Task to carry out
Across the listing below, count the lines containing "Serialize". Give nothing but the number.

Material for the task

================================

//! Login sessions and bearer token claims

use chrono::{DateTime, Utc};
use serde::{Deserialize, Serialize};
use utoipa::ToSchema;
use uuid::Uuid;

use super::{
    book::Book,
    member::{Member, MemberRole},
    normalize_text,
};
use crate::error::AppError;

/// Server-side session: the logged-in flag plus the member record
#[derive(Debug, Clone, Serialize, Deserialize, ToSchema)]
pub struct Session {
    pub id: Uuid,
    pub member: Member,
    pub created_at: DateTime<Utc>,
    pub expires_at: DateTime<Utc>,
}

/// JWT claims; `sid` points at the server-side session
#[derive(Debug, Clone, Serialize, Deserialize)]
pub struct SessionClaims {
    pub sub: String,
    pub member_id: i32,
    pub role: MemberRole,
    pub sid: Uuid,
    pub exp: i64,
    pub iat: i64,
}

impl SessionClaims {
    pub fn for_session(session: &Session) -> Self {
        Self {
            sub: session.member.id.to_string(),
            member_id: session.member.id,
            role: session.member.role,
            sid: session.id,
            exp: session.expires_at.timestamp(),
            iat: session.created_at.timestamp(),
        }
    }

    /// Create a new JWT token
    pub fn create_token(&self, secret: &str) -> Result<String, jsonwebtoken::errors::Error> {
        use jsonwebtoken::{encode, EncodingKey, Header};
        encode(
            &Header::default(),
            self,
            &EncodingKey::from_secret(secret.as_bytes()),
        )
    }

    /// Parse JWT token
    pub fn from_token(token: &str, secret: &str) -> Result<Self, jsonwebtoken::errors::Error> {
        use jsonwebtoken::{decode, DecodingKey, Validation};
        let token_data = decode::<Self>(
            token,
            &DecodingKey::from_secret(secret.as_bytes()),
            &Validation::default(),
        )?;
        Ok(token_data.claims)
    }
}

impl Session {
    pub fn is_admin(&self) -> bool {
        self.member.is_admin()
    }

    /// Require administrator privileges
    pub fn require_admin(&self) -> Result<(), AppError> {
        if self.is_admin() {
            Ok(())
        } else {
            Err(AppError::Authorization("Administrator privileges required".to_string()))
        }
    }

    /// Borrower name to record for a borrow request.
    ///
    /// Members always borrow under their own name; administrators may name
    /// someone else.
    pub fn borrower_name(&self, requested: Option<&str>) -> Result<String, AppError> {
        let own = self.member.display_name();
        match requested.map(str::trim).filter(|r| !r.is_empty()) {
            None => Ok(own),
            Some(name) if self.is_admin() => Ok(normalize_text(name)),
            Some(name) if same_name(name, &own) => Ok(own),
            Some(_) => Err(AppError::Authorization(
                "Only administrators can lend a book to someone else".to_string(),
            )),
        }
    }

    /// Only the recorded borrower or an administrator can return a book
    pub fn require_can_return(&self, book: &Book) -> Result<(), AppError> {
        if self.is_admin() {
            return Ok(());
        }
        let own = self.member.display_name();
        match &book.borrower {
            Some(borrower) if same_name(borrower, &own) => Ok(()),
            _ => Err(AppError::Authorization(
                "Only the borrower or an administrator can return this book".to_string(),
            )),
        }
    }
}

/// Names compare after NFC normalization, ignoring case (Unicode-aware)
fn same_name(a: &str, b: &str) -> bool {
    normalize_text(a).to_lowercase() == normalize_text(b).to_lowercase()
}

================================

Result of the exercise
3